Exercise:
For each line below that includes the string "PaperConfig", show the whole line.

** Data for this task follows **

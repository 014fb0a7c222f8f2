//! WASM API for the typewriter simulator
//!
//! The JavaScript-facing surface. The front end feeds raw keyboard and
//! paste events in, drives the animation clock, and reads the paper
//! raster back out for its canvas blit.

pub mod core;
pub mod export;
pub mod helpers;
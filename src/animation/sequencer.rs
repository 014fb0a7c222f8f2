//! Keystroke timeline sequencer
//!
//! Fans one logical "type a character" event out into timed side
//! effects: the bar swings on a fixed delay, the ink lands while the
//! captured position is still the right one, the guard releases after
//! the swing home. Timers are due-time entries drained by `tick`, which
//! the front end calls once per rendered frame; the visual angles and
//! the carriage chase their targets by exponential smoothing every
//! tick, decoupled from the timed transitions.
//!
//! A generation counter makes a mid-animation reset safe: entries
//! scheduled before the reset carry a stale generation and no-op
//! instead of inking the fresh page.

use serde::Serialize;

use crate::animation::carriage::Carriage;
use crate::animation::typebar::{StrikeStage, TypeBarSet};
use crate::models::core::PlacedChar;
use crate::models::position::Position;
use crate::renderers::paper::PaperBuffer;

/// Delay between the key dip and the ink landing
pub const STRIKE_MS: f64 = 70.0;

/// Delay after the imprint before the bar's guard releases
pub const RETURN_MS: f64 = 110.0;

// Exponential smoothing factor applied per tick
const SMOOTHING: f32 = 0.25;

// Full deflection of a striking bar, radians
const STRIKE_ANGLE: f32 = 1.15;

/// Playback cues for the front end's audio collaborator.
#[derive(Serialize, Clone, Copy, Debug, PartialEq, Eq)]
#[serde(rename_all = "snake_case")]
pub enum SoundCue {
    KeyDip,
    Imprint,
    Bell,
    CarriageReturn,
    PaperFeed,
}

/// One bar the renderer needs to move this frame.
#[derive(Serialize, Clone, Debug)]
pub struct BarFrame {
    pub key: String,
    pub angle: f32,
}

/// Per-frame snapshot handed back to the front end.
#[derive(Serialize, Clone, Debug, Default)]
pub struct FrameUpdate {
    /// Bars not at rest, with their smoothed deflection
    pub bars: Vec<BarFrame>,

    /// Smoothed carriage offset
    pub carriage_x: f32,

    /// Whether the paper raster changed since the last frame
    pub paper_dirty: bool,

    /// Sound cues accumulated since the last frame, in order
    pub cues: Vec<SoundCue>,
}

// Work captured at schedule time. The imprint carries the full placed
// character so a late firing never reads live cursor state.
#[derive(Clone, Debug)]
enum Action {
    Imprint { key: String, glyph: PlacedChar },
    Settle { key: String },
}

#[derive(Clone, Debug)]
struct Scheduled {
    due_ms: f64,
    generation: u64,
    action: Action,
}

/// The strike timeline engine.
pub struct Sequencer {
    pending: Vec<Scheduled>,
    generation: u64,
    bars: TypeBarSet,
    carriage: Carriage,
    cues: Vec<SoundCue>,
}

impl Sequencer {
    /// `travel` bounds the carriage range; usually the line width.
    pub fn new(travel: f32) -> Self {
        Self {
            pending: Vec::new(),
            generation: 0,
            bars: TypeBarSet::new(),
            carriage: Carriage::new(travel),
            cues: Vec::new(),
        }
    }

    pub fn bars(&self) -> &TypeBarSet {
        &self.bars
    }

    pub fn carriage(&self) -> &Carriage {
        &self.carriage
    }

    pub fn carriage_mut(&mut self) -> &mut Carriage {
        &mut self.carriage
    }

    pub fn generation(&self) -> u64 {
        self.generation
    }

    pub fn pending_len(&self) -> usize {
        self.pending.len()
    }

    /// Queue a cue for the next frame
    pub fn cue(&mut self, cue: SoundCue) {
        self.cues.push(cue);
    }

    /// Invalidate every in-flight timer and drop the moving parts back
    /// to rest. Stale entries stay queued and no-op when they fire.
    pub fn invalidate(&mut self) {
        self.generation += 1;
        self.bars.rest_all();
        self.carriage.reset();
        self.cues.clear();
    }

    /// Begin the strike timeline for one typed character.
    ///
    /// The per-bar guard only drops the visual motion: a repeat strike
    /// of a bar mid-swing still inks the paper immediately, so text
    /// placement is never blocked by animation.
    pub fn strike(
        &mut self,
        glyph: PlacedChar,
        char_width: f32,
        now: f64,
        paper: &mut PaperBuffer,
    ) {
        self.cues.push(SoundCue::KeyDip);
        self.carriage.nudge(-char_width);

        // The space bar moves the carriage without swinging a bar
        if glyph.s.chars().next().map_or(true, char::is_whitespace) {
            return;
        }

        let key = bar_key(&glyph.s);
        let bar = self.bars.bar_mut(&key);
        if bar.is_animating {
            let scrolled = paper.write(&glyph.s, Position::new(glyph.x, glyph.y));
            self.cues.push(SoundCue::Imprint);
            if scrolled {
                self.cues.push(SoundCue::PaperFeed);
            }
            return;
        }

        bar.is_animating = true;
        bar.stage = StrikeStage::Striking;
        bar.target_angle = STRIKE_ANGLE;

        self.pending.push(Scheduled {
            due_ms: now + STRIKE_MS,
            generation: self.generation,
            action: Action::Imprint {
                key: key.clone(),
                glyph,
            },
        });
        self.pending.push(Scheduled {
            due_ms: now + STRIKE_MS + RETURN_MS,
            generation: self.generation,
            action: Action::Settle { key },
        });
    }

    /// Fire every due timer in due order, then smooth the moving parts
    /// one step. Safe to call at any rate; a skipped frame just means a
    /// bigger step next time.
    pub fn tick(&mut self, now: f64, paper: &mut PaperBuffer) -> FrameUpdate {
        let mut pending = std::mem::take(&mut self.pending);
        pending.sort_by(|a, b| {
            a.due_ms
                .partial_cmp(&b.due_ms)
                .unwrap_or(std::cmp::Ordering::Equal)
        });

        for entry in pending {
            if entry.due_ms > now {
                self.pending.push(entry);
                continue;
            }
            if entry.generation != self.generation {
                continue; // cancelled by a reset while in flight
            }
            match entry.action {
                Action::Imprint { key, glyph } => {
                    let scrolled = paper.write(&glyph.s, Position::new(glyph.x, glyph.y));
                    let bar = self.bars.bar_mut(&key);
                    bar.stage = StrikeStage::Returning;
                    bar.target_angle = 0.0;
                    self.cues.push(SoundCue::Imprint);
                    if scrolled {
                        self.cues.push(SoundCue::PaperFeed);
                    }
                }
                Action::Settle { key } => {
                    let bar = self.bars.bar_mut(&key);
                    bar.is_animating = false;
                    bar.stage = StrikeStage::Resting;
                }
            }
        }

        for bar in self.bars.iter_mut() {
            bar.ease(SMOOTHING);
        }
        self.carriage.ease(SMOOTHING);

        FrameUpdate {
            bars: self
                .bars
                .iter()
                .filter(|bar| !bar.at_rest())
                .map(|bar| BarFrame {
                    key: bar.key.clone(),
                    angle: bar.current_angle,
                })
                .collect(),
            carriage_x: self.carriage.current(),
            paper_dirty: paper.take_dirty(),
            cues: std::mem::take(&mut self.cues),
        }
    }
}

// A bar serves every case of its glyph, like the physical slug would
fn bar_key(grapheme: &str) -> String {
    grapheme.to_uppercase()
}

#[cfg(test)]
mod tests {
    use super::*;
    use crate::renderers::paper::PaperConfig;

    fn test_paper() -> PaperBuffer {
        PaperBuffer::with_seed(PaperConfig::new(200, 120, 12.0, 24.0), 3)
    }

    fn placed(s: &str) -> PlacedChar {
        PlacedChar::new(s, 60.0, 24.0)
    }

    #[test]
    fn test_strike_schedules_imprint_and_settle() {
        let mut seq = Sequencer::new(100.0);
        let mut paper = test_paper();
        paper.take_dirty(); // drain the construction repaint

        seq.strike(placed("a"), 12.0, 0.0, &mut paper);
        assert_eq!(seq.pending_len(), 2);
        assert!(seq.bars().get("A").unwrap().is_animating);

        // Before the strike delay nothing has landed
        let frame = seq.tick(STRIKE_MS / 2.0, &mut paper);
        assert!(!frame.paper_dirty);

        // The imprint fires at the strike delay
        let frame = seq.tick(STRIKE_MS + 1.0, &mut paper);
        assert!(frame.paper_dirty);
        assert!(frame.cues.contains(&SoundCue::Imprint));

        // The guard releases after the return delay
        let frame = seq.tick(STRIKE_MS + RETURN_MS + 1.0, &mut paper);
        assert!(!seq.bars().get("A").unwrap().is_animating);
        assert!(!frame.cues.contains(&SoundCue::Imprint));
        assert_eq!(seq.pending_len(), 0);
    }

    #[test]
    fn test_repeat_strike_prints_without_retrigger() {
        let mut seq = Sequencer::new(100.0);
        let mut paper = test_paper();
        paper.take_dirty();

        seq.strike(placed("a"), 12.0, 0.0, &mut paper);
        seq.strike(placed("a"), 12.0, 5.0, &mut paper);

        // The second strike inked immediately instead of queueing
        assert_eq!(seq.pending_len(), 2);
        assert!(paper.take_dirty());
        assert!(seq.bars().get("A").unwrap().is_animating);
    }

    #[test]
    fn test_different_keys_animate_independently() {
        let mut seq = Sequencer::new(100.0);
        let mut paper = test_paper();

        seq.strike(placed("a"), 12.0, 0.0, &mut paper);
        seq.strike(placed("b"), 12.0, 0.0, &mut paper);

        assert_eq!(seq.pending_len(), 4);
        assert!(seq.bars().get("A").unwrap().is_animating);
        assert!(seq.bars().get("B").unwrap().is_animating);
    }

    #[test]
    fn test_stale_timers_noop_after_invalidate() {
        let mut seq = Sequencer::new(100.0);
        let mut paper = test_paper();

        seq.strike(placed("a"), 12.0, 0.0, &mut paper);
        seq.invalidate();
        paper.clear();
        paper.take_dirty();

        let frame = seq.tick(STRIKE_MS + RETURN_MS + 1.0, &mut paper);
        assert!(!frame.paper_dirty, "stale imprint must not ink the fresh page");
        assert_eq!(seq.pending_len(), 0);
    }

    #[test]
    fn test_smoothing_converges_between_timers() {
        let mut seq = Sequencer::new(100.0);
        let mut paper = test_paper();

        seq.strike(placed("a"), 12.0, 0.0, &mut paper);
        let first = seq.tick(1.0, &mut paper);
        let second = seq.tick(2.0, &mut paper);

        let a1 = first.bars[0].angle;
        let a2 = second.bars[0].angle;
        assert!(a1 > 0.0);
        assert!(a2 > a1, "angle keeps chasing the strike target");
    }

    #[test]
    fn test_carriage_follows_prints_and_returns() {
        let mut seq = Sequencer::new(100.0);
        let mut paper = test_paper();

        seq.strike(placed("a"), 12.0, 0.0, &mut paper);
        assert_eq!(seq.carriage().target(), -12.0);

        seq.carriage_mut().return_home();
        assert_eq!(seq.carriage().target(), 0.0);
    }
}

** End of Data for this task **

Expected output:
    use crate::renderers::paper::PaperConfig;
        PaperBuffer::with_seed(PaperConfig::new(200, 120, 12.0, 24.0), 3)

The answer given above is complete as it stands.